Detroit’s boosters were only too happy to ignore this hitch in their plans — and they were persistent in pressing their case. In 1946, they managed to lure U.N. Secretary General Trygve Lie to an Automotive Grand Jubilee celebration, and the Convention and Tourist Bureau detected a glint of hope when Lie proclaimed, "With your brains, your leadership, your energy, and your toil, you played a leading part in achieving victory" in World War II.
Diplomats being diplomatic, no one ever said no to Detroit — only that the city’s interest would be considered by the appropriate authorities at the appropriate time.
Detroit wasn’t the only city vying for the United Nations’ attention: The new global organization unintentionally ignited a wave of world capital boosterism that swept to every region of the country between 1944 and 1946. Without invitation, other localities joined Detroit in staking claims to ideal locations on the U.S.-Canadian border. Invitations came forth from the two towns of Niagara Falls, New York and Ontario, and from the two Sault Ste. Maries, Michigan and Ontario, not to mention a suggestion of the International Peace Gardens on the border of North Dakota. Other American cities, including Philadelphia and Chicago, claimed the mantle of arsenal of democracy. Geographically, Boston could claim to be the closest city to Europe, the traditional center of diplomacy, and just about any community could imagine itself at the center of a commercial air network that had yet to be constructed.
Before it was over, Americans in at least 248 cities and towns made suggestions, issued invitations, or launched full-out campaigns to win the prize of becoming the Capital of the World. Like most of the other contenders, Detroit never really stood a chance.
After prolonged debate over whether to place the U.N. headquarters in Europe or the United States, the diplomats opted for the United States, and then quickly reduced the options by region. The West was considered too distant from Europe, the Midwest too isolationist, and the South too prone to racial discrimination. Only the Northeast remained. In the face of homeowner resistance in the suburbs of New York, dreams of a Capital of the World gave way to the expedient gift of $8.5 million from John D. Rockefeller Jr. for the site, previously a slaughterhouse district in midtown Manhattan, where the U.N. headquarters stands today.
We cannot know whether a world capital on Detroit’s Belle Isle would have changed the course of the city’s history. It seems unlikely, given the extent of the inequalities that already existed and the struggles the auto industry would soon endure.

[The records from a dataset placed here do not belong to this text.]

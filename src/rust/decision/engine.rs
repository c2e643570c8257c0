use log::{debug, info, warn};

use super::rules::{accept, DecisionContext, DecisionRule, Verdict};
use super::thresholds::DecisionThresholds;
use super::tips::disposal_tip;
use crate::classifier::utils::argmax;
use crate::classifier::ClassifierError;
use crate::features::TextFeatures;
use crate::types::{ClassificationResult, Label, ProbabilityDistribution, WasteClass};

/// Turns class probabilities (or, without a model, keyword scores) into a
/// final label, a confidence and a feedback flag.
///
/// The engine holds only its thresholds, so one instance can serve any number
/// of threads.
#[derive(Debug, Clone, Default)]
pub struct DecisionEngine {
    thresholds: DecisionThresholds,
}

impl DecisionEngine {
    pub fn new(thresholds: DecisionThresholds) -> Self {
        Self { thresholds }
    }

    pub fn thresholds(&self) -> &DecisionThresholds {
        &self.thresholds
    }

    /// Applies the rule cascade to a model's output.
    ///
    /// The distribution is checked again before any rule runs; a malformed
    /// one fails instead of producing a confident but wrong label.
    pub fn decide(
        &self,
        probabilities: &ProbabilityDistribution,
        text: &str,
    ) -> Result<ClassificationResult, ClassifierError> {
        let probabilities = ProbabilityDistribution::new(*probabilities.values())?;
        let ctx = DecisionContext::new(&probabilities, text, &self.thresholds);

        let verdict = DecisionRule::PRIMARY_ORDER
            .iter()
            .find_map(|rule| rule.evaluate(&ctx))
            .unwrap_or_else(|| accept(&ctx));

        debug!(
            "Rule '{}' decided {} ({:.3}) from {:?}",
            verdict.rule,
            verdict.label,
            verdict.confidence,
            probabilities.values()
        );
        if verdict.needs_feedback {
            info!("Result for {} needs feedback: {}", verdict.label, verdict.explanation);
        }

        Ok(finish(verdict, probabilities))
    }

    /// Same as [`decide`](Self::decide) for a raw model output of any length.
    pub fn decide_raw(&self, probabilities: &[f64], text: &str) -> Result<ClassificationResult, ClassifierError> {
        let probabilities = ProbabilityDistribution::from_slice(probabilities)?;
        self.decide(&probabilities, text)
    }

    /// Decision without a model: the normalized keyword scores stand in for
    /// probabilities and are echoed as-is.
    pub fn decide_fallback(
        &self,
        text_scores: &TextFeatures,
        text: &str,
    ) -> Result<ClassificationResult, ClassifierError> {
        let scores = text_scores.scores();
        if scores.iter().any(|v| !v.is_finite() || *v < 0.0) {
            return Err(ClassifierError::MalformedFeatureVector(format!(
                "text scores must be finite and non-negative, got {:?}",
                scores
            )));
        }

        if text_scores.is_empty() {
            warn!("No model available and no keyword evidence in {:?}", text);
            return Ok(finish(
                Verdict {
                    label: Label::Unknown,
                    confidence: 0.0,
                    explanation: "No trained model is available and the description has no known keywords."
                        .to_string(),
                    needs_feedback: true,
                    rule: DecisionRule::FallbackNoEvidence,
                },
                ProbabilityDistribution::uniform(),
            ));
        }

        let best = argmax(scores).unwrap_or(0);
        let class = WasteClass::ALL[best];
        let confidence = scores[best];
        info!("No model available; {} chosen from keyword scores {:?}", class, scores);

        Ok(finish(
            Verdict {
                label: Label::Class(class),
                confidence,
                explanation: format!(
                    "Classified from the description only (no trained model). Keyword score: {:.1}%.",
                    confidence * 100.0
                ),
                needs_feedback: confidence < self.thresholds.fallback_confidence,
                rule: DecisionRule::FallbackText,
            },
            ProbabilityDistribution::from_scores(*scores),
        ))
    }
}

fn finish(verdict: Verdict, probabilities: ProbabilityDistribution) -> ClassificationResult {
    ClassificationResult {
        predicted_class: verdict.label,
        confidence: verdict.confidence,
        probabilities,
        explanation: verdict.explanation,
        disposal_tip: disposal_tip(verdict.label).to_string(),
        needs_feedback: verdict.needs_feedback,
        decided_by: verdict.rule,
    }
}

#[cfg(test)]
mod tests {
    use super::*;

    fn decide(values: [f64; 4], text: &str) -> ClassificationResult {
        let probabilities = ProbabilityDistribution::new(values).unwrap();
        DecisionEngine::default().decide(&probabilities, text).unwrap()
    }

    #[test]
    fn test_strong_hazardous() {
        let result = decide([0.10, 0.12, 0.08, 0.70], "");
        assert_eq!(result.predicted_class, Label::Class(WasteClass::Hazardous));
        assert_eq!(result.confidence, 0.70);
        assert!(!result.needs_feedback);
        assert_eq!(result.decided_by, DecisionRule::HazardousTop);
    }

    #[test]
    fn test_weak_hazard_signal_is_accepted() {
        let result = decide([0.55, 0.10, 0.10, 0.25], "");
        assert_eq!(result.predicted_class, Label::Class(WasteClass::Organic));
        assert!(!result.needs_feedback);
        assert_eq!(result.decided_by, DecisionRule::Accept);
    }

    #[test]
    fn test_pipe_keyword_breaks_near_tie() {
        let result = decide([0.30, 0.28, 0.22, 0.20], "cano de pvc");
        assert_eq!(result.predicted_class, Label::Class(WasteClass::Recyclable));
        assert_eq!(result.confidence, 0.28);
        assert_eq!(result.decided_by, DecisionRule::NearTieKeyword);
        assert!(result.needs_feedback);
    }

    #[test]
    fn test_near_tie_without_keyword_is_low_confidence() {
        let result = decide([0.30, 0.28, 0.22, 0.20], "garrafa");
        assert_eq!(result.predicted_class, Label::Class(WasteClass::Organic));
        assert_eq!(result.decided_by, DecisionRule::LowConfidence);
        assert!(result.needs_feedback);
    }

    #[test]
    fn test_confident_accept_is_not_flagged() {
        let result = decide([0.05, 0.80, 0.10, 0.05], "garrafa pet");
        assert_eq!(result.predicted_class, Label::Class(WasteClass::Recyclable));
        assert!(!result.needs_feedback);
        assert_eq!(result.disposal_tip, disposal_tip(Label::Class(WasteClass::Recyclable)));
    }

    #[test]
    fn test_probabilities_are_echoed() {
        let values = [0.15, 0.60, 0.0, 0.25];
        let result = decide(values, "");
        assert_eq!(result.probabilities.values(), &values);
    }

    #[test]
    fn test_monotonic_acceptance() {
        let engine = DecisionEngine::default();
        for step in 0..=40 {
            let top = 0.50 + step as f64 * 0.01;
            let rest = 1.0 - top;
            let values = [rest * 0.5, top, rest * 0.3, rest * 0.2];
            if values[3] >= DecisionThresholds::default().danger || top - values[0] < 0.05 {
                continue;
            }
            let probabilities = ProbabilityDistribution::new(values).unwrap();
            let result = engine.decide(&probabilities, "cano").unwrap();
            assert_eq!(result.predicted_class, Label::Class(WasteClass::Recyclable));
            assert!(!result.needs_feedback, "flagged at top = {}", top);
        }
    }

    #[test]
    fn test_malformed_raw_probabilities() {
        let engine = DecisionEngine::default();
        assert!(matches!(
            engine.decide_raw(&[0.0; 4], ""),
            Err(ClassifierError::MalformedProbabilityVector(_))
        ));
        assert!(matches!(
            engine.decide_raw(&[0.5, 0.5, 0.0], ""),
            Err(ClassifierError::MalformedProbabilityVector(_))
        ));
        assert!(engine.decide_raw(&[0.1, 0.2, 0.3, 0.4], "").is_ok());
    }

    #[test]
    fn test_fallback_without_evidence() {
        let result = DecisionEngine::default()
            .decide_fallback(&TextFeatures::zeros(), "")
            .unwrap();
        assert_eq!(result.predicted_class, Label::Unknown);
        assert_eq!(result.confidence, 0.0);
        assert!(result.needs_feedback);
        assert_eq!(result.probabilities, ProbabilityDistribution::uniform());
        assert_eq!(result.decided_by, DecisionRule::FallbackNoEvidence);
    }

    #[test]
    fn test_fallback_uses_scores_as_is() {
        let engine = DecisionEngine::default();
        let scores = TextFeatures([0.0, 2.0 / 3.0, 0.0, 1.0 / 3.0]);
        let result = engine.decide_fallback(&scores, "garrafa de vidro com pilha").unwrap();
        assert_eq!(result.predicted_class, Label::Class(WasteClass::Recyclable));
        assert_eq!(result.confidence, 2.0 / 3.0);
        assert!(!result.needs_feedback);
        assert_eq!(result.probabilities.values(), scores.scores());

        let split = TextFeatures([0.5, 0.5, 0.0, 0.0]);
        let result = engine.decide_fallback(&split, "").unwrap();
        assert_eq!(result.predicted_class, Label::Class(WasteClass::Organic));
        assert!(result.needs_feedback);
    }

    #[test]
    fn test_fallback_rejects_bad_scores() {
        let result = DecisionEngine::default().decide_fallback(&TextFeatures([f64::NAN, 0.0, 0.0, 0.0]), "");
        assert!(matches!(result, Err(ClassifierError::MalformedFeatureVector(_))));
    }
}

We cannot know whether a U.N. headquarters in Detroit would have survived as an island enclave or become another of the city’s haunting ruins.
But this much we do know: At a pivotal time in history for the city and for the world, Detroit’s promoters lifted their gaze from their city’s looming crises to imagine happier alternatives. They staked local prosperity on international dreams. If it seems a little crazy in retrospect, then we have lost touch with the spirit of determination that forged connections between local ambitions and world affairs at the end of the Second World War.